Learn Horse Breeding Techniques and the Pros and Cons of Breeding Your Mare

Man with his horse

Breeding and caring for a pregnant mare, not to mention a new foal, is a big decision and responsibility. There are many things to consider after you have made the decision to breed your mare. For example, it helps if your horse has been properly trained so that she is easier to handle.  

If you have not had experience in this area, it is best to seek professional assistance with the breeding and have someone that can help answer any horse information question or concern that you may have. Some of the things that need to be taken into consideration even before breeding takes place are:

  1. The time of year - Before considering breeding techniques, you need to know some important horse facts about mares. Mares have regular "heat" cycles during the spring and summer months, ceasing during the fall. These "heat" cycles are triggered by the warmer weather, which stimulates the brain to produce the reproductive hormones. With some thoroughbreds, artificial light and heat are used - such as electric lights in stables - so that the mare will breed earlier and deliver as close to January 1st as possible (the official birthday of all thoroughbred racehorses).
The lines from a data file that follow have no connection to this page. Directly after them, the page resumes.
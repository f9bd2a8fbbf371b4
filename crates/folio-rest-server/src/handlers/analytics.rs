// Copyright 2025 Schelling Point Labs Inc
// SPDX-License-Identifier: AGPL-3.0-only

//! Visitor tracking, dashboards and the realtime feed

use crate::auth::AuthUser;
use crate::error::ServerResult;
use crate::services::analytics;
use crate::state::AppState;
use axum::{
    extract::{Query, State},
    http::{HeaderMap, StatusCode},
    response::sse::{Event, KeepAlive, Sse},
    Json,
};
use chrono::Utc;
use folio_api_contract::{
    AnalyticsEvent, DashboardResponse, HeatmapPoint, HeatmapQuery, OverviewRange,
    OverviewResponse, RangeQuery, RealtimeResponse, RecentVisitor, SuccessResponse, TimeRange,
    TrackEventRequest,
};
use futures::{Stream, StreamExt};
use std::convert::Infallible;
use std::pin::Pin;
use std::time::Duration;
use tokio_stream::wrappers::BroadcastStream;

type AnalyticsSseStream = Pin<Box<dyn Stream<Item = Result<Event, Infallible>> + Send>>;

/// Record a page view or click from the public site
pub async fn track(
    State(state): State<AppState>,
    headers: HeaderMap,
    Json(request): Json<TrackEventRequest>,
) -> ServerResult<(StatusCode, Json<SuccessResponse>)> {
    request.check()?;

    let forwarded_for = headers
        .get("x-forwarded-for")
        .and_then(|value| value.to_str().ok());
    let event = analytics::normalize(request, forwarded_for);
    let stored = state.db.transaction(|tx| analytics::track(tx, &event))?;

    // No receivers is fine; nobody is watching the live feed
    let _ = state.realtime.send(stored);
    Ok((StatusCode::CREATED, Json(SuccessResponse::ok())))
}

pub async fn overview(
    State(state): State<AppState>,
    _user: AuthUser,
    Query(query): Query<RangeQuery>,
) -> ServerResult<Json<OverviewResponse>> {
    let range: OverviewRange = query.parse()?;
    let now = Utc::now();
    Ok(Json(state.db.with_conn(|conn| analytics::overview(conn, range, now))?))
}

pub async fn dashboard(
    State(state): State<AppState>,
    _user: AuthUser,
    Query(query): Query<RangeQuery>,
) -> ServerResult<Json<DashboardResponse>> {
    let range: TimeRange = query.parse()?;
    let now = Utc::now();
    Ok(Json(state.db.with_conn(|conn| analytics::dashboard(conn, range, now))?))
}

pub async fn realtime(
    State(state): State<AppState>,
    _user: AuthUser,
) -> ServerResult<Json<RealtimeResponse>> {
    let now = Utc::now();
    Ok(Json(state.db.with_conn(|conn| analytics::realtime(conn, now))?))
}

pub async fn realtime_visitors(
    State(state): State<AppState>,
    _user: AuthUser,
) -> ServerResult<Json<Vec<RecentVisitor>>> {
    let now = Utc::now();
    Ok(Json(state.db.with_conn(|conn| analytics::recent_visitors(conn, now))?))
}

pub async fn heatmap(
    State(state): State<AppState>,
    _user: AuthUser,
    Query(query): Query<HeatmapQuery>,
) -> ServerResult<Json<Vec<HeatmapPoint>>> {
    let now = Utc::now();
    let points = state
        .db
        .with_conn(|conn| analytics::heatmap(conn, query.page_url.as_deref(), now))?;
    Ok(Json(points))
}

/// Server-sent events for every newly tracked event
pub async fn stream(
    State(state): State<AppState>,
    _user: AuthUser,
) -> ServerResult<Sse<AnalyticsSseStream>> {
    let receiver = state.realtime.subscribe();
    let stream: AnalyticsSseStream =
        Box::pin(BroadcastStream::new(receiver).filter_map(|result| async move {
            match result {
                Ok(event) => Some(analytics_event_to_sse(&event)),
                Err(err) => {
                    tracing::debug!(error = %err, "realtime subscriber lagged");
                    None
                }
            }
        }));

    Ok(Sse::new(stream)
        .keep_alive(KeepAlive::new().interval(Duration::from_secs(15)).text("keep-alive")))
}

fn analytics_event_to_sse(event: &AnalyticsEvent) -> Result<Event, Infallible> {
    let payload = serde_json::to_string(event).unwrap_or_else(|_| "{}".into());
    Ok(Event::default().event(event.event_type.as_str()).id(event.id.clone()).data(payload))
}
But ordinarily, the most common months for a mare to deliver are from May through July. So knowing that a mare's gestation period lasts eleven months, the best time to have the mare covered (or bred) is from June through August.
  2. Pros and cons of breeding - While there are benefits to having your mare bred, there are negatives as well, and one thing for certain is importance of general horse health. Most mares will not have any trouble having a successful gestation and delivery but sometimes problems arise. When thinking about breeding your mare, you need to make certain that you have the time for the hard work it requires and that you have special facilities, such as a separate area in order to wean the foal. Breeding purebreds can have a financial benefit where cross breeding doesn't offer much financially, although it has been known to produce nice foals. With stallions, you don't have to worry after the deed is done, but there are incidents that could happen during the breeding that could cause damage, such as the mare kicking.
  3. Age for breeding - Most mares are able to be breed from their first "heat" cycle, about 18 months of age, up until they no longer have "regular" cycles. Most breeders like to start at age four because the mare is finished growing at this age. Sometimes the mare can breed into her late teens. With stallions, or studs, most breeders try to do training, such as breaking and manners, when the stallion is two years old, so that he'll be easier to handle when they start breeding him at three or four. Don't start breeding your stallion too young or you'll never get anything else accomplished.
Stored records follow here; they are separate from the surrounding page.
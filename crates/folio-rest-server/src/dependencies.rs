// Copyright 2025 Schelling Point Labs Inc
// SPDX-License-Identifier: AGPL-3.0-only

//! Dependency wiring for the REST server

use crate::auth::{hash_password, random_secret, TokenIssuer};
use crate::config::ServerConfig;
use crate::services::{
    BackupService, BackupStore, FilesystemBackupStore, LogSink, LoginThrottle,
    NotificationChannel, NotificationService, NotificationSink, SecurityService, SettingsService,
};
use crate::state::AppState;
use anyhow::Result;
use folio_api_contract::UserRole;
use folio_local_db::{Database, UserStore};
use std::sync::Arc;
use std::time::Duration;
use tokio::sync::broadcast;

/// Buffered realtime analytics events per subscriber
const REALTIME_CHANNEL_CAPACITY: usize = 256;

/// Default dependency builder: SQLite, filesystem backups and log-only sinks
pub struct DefaultServerDependencies {
    state: AppState,
}

impl DefaultServerDependencies {
    pub async fn new(config: ServerConfig) -> Result<Self> {
        let db = Arc::new(Database::open(&config.database_path)?);
        let store: Arc<dyn BackupStore> = Arc::new(FilesystemBackupStore::new(&config.backup.dir));
        Self::with_parts(config, db, store).await
    }

    /// Build around an existing database and backup store
    pub async fn with_parts(
        config: ServerConfig,
        db: Arc<Database>,
        backup_store: Arc<dyn BackupStore>,
    ) -> Result<Self> {
        seed_admin(&db, &config)?;

        let secret = match config.auth.jwt_secret.clone() {
            Some(secret) => secret,
            None => {
                let secret = random_secret();
                tracing::warn!(
                    jwt_secret = %folio_logging::redact(&secret),
                    "no JWT secret configured, generated one for this process; sessions will not survive a restart"
                );
                secret
            }
        };
        let tokens = Arc::new(TokenIssuer::new(secret.as_bytes(), config.auth.token_ttl()));

        let sinks: Vec<Arc<dyn NotificationSink>> = vec![
            Arc::new(LogSink::new(NotificationChannel::Email)),
            Arc::new(LogSink::new(NotificationChannel::Push)),
        ];
        let notifications = Arc::new(NotificationService::new(Arc::clone(&db), sinks));

        let security = Arc::new(SecurityService::new(Arc::clone(&db), Arc::clone(&notifications)));
        let rules = security.load_rules()?;
        tracing::debug!(rules, "security rules loaded");

        let settings = Arc::new(SettingsService::new(
            Arc::clone(&db),
            Duration::from_secs(config.settings_cache_ttl_secs),
        ));
        let backups = Arc::new(BackupService::new(
            Arc::clone(&db),
            backup_store,
            config.backup.retention_days,
        ));
        let (realtime, _) = broadcast::channel(REALTIME_CHANNEL_CAPACITY);

        let state = AppState {
            db,
            tokens,
            login: Arc::new(LoginThrottle::new(&config.login)),
            settings,
            notifications,
            security,
            backups,
            realtime,
            config,
        };
        Ok(Self { state })
    }

    /// Consume the dependency builder and return the resulting app state
    pub fn into_state(self) -> AppState {
        self.state
    }
}

/// Create the configured admin when no account exists yet
fn seed_admin(db: &Database, config: &ServerConfig) -> Result<()> {
    let (Some(email), Some(password)) = (
        config.auth.bootstrap_admin_email.as_deref(),
        config.auth.bootstrap_admin_password.as_deref(),
    ) else {
        return Ok(());
    };
    if db.with_conn(|conn| UserStore::new(conn).count())? > 0 {
        return Ok(());
    }
    let hash = hash_password(password)?;
    let admin = db.with_conn(|conn| {
        UserStore::new(conn).create(
            email,
            &config.auth.bootstrap_admin_name,
            &hash,
            UserRole::Admin,
        )
    })?;
    tracing::info!(user_id = %admin.id, email, "bootstrap admin created");
    Ok(())
}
So if after considering all this, you are still wishing to breed your horse, then congratulations. Having a new foal is always exciting! You will also continue a great bloodline with the attributes that convinced you to breed your horse in the first place. There are three basic ways that horse breeders use in order to impregnate a mare:

  1. Artificial Insemination - This form of horse breeding is more commonly used in the high dollar horses. Artificial insemination allows for you to pick and choose what characteristics you wish to breed for although it can be quite expensive to obtain semen. The semen is taken from a stallion, as he is mounting a "fake" mare and ejaculating into tubes. The upside to this breeding is that most samples are checked for fertility.
  2. Open Range Breeding or Uncontrolled - Most of the time the handler of either the mare or stallion will trailer his horse to the other handler's stables, where the mare and stallion are turned out together and allowed to breed naturally on their own. This is the most natural procedure and proves to be quite successful although it may take several tries, depending on the horses.
  3. Monitored Breeding or Controlled Breeding - This is where both handlers are on site with the horses. They usually have them haltered and on a lead, and the stallion handler may have a lounge whip or other device so that he can keep the stallion under control. This is one of the more dangerous ways to breed because you never know how the mare or the stallion will react and this puts you in the middle, so to speak.
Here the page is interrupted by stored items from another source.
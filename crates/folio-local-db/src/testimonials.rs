// Copyright 2025 Schelling Point Labs Inc
// SPDX-License-Identifier: AGPL-3.0-only

//! Client testimonials

use crate::codec::new_id;
use crate::{Error, Result};
use chrono::Utc;
use folio_api_contract::{Testimonial, TestimonialInput};
use rusqlite::{params, Connection, OptionalExtension, Row};

const TESTIMONIAL_COLUMNS: &str = "id, name, position, company, image, rating, review, \
     project_type, date, author_id, created_at, updated_at";

fn testimonial_from_row(row: &Row<'_>) -> rusqlite::Result<Testimonial> {
    Ok(Testimonial {
        id: row.get(0)?,
        name: row.get(1)?,
        position: row.get(2)?,
        company: row.get(3)?,
        image: row.get(4)?,
        rating: row.get(5)?,
        review: row.get(6)?,
        project_type: row.get(7)?,
        date: row.get(8)?,
        author_id: row.get(9)?,
        created_at: row.get(10)?,
        updated_at: row.get(11)?,
    })
}

pub struct TestimonialStore<'a> {
    conn: &'a Connection,
}

impl<'a> TestimonialStore<'a> {
    pub fn new(conn: &'a Connection) -> Self {
        Self { conn }
    }

    pub fn create(&self, input: &TestimonialInput, author_id: Option<&str>) -> Result<Testimonial> {
        let id = new_id();
        self.conn.execute(
            "INSERT INTO testimonials (id, name, position, company, image, rating, review,
                 project_type, date, author_id, created_at, updated_at)
             VALUES (?1, ?2, ?3, ?4, ?5, ?6, ?7, ?8, ?9, ?10, ?11, ?11)",
            params![
                id,
                input.name,
                input.position,
                input.company,
                input.image,
                input.rating,
                input.review,
                input.project_type,
                input.date,
                author_id,
                Utc::now(),
            ],
        )?;
        self.get(&id)
    }

    pub fn restore(&self, t: &Testimonial) -> Result<()> {
        self.conn.execute(
            "INSERT INTO testimonials (id, name, position, company, image, rating, review,
                 project_type, date, author_id, created_at, updated_at)
             VALUES (?1, ?2, ?3, ?4, ?5, ?6, ?7, ?8, ?9,
                 (SELECT id FROM users WHERE id = ?10), ?11, ?12)",
            params![
                t.id,
                t.name,
                t.position,
                t.company,
                t.image,
                t.rating,
                t.review,
                t.project_type,
                t.date,
                t.author_id,
                t.created_at,
                t.updated_at,
            ],
        )?;
        Ok(())
    }

    pub fn get(&self, id: &str) -> Result<Testimonial> {
        self.conn
            .query_row(
                &format!("SELECT {TESTIMONIAL_COLUMNS} FROM testimonials WHERE id = ?1"),
                params![id],
                testimonial_from_row,
            )
            .optional()?
            .ok_or_else(|| Error::not_found("testimonial", id))
    }

    /// Newest first
    pub fn list(&self) -> Result<Vec<Testimonial>> {
        let mut stmt = self.conn.prepare(&format!(
            "SELECT {TESTIMONIAL_COLUMNS} FROM testimonials ORDER BY created_at DESC, rowid DESC"
        ))?;
        let rows = stmt
            .query_map([], testimonial_from_row)?
            .collect::<rusqlite::Result<Vec<_>>>()?;
        Ok(rows)
    }

    pub fn update(&self, id: &str, input: &TestimonialInput) -> Result<Testimonial> {
        let changed = self.conn.execute(
            "UPDATE testimonials SET name = ?2, position = ?3, company = ?4, image = ?5,
                 rating = ?6, review = ?7, project_type = ?8, date = ?9, updated_at = ?10
             WHERE id = ?1",
            params![
                id,
                input.name,
                input.position,
                input.company,
                input.image,
                input.rating,
                input.review,
                input.project_type,
                input.date,
                Utc::now(),
            ],
        )?;
        if changed == 0 {
            return Err(Error::not_found("testimonial", id));
        }
        self.get(id)
    }

    pub fn delete(&self, id: &str) -> Result<()> {
        let changed = self
            .conn
            .execute("DELETE FROM testimonials WHERE id = ?1", params![id])?;
        if changed == 0 {
            return Err(Error::not_found("testimonial", id));
        }
        Ok(())
    }

    pub fn delete_all(&self) -> Result<usize> {
        Ok(self.conn.execute("DELETE FROM testimonials", [])?)
    }

    pub fn count(&self) -> Result<u64> {
        Ok(self
            .conn
            .query_row("SELECT COUNT(*) FROM testimonials", [], |row| row.get(0))?)
    }
}

#[cfg(test)]
mod tests {
    use super::*;
    use crate::Database;

    #[test]
    fn crud_round() {
        let db = Database::open_in_memory().unwrap();
        db.with_conn(|conn| {
            let store = TestimonialStore::new(conn);
            let mut input = TestimonialInput {
                name: "Michael Chen".into(),
                company: "TechStart".into(),
                rating: 4,
                review: "Great collaboration".into(),
                ..Default::default()
            };
            let created = store.create(&input, None)?;
            assert_eq!(created.rating, 4);

            input.rating = 5;
            let updated = store.update(&created.id, &input)?;
            assert_eq!(updated.rating, 5);
            assert_eq!(store.list()?.len(), 1);

            store.delete(&created.id)?;
            assert!(matches!(store.get(&created.id), Err(Error::NotFound { .. })));
            Ok(())
        })
        .unwrap();
    }

    #[test]
    fn rating_out_of_range_is_rejected_by_schema() {
        let db = Database::open_in_memory().unwrap();
        let input = TestimonialInput {
            name: "X".into(),
            rating: 9,
            review: "r".into(),
            ..Default::default()
        };
        let result = db.with_conn(|conn| TestimonialStore::new(conn).create(&input, None));
        assert!(matches!(result, Err(Error::Sqlite(_))));
    }
}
Once breeding is completed, wait at least one month (about the time the mare is usually in "heat") to make an appointment with your veterinarian. The veterinarian can confirm whether your mare is indeed pregnant or not. Most breeders do offer guarantees, so that if the mare doesn't "take," you get to try again until she does. Once the breeding is confirmed, it is safe to continue exercising and riding the mare. Most can be ridden up until they are scheduled to deliver, depending on the mare's health.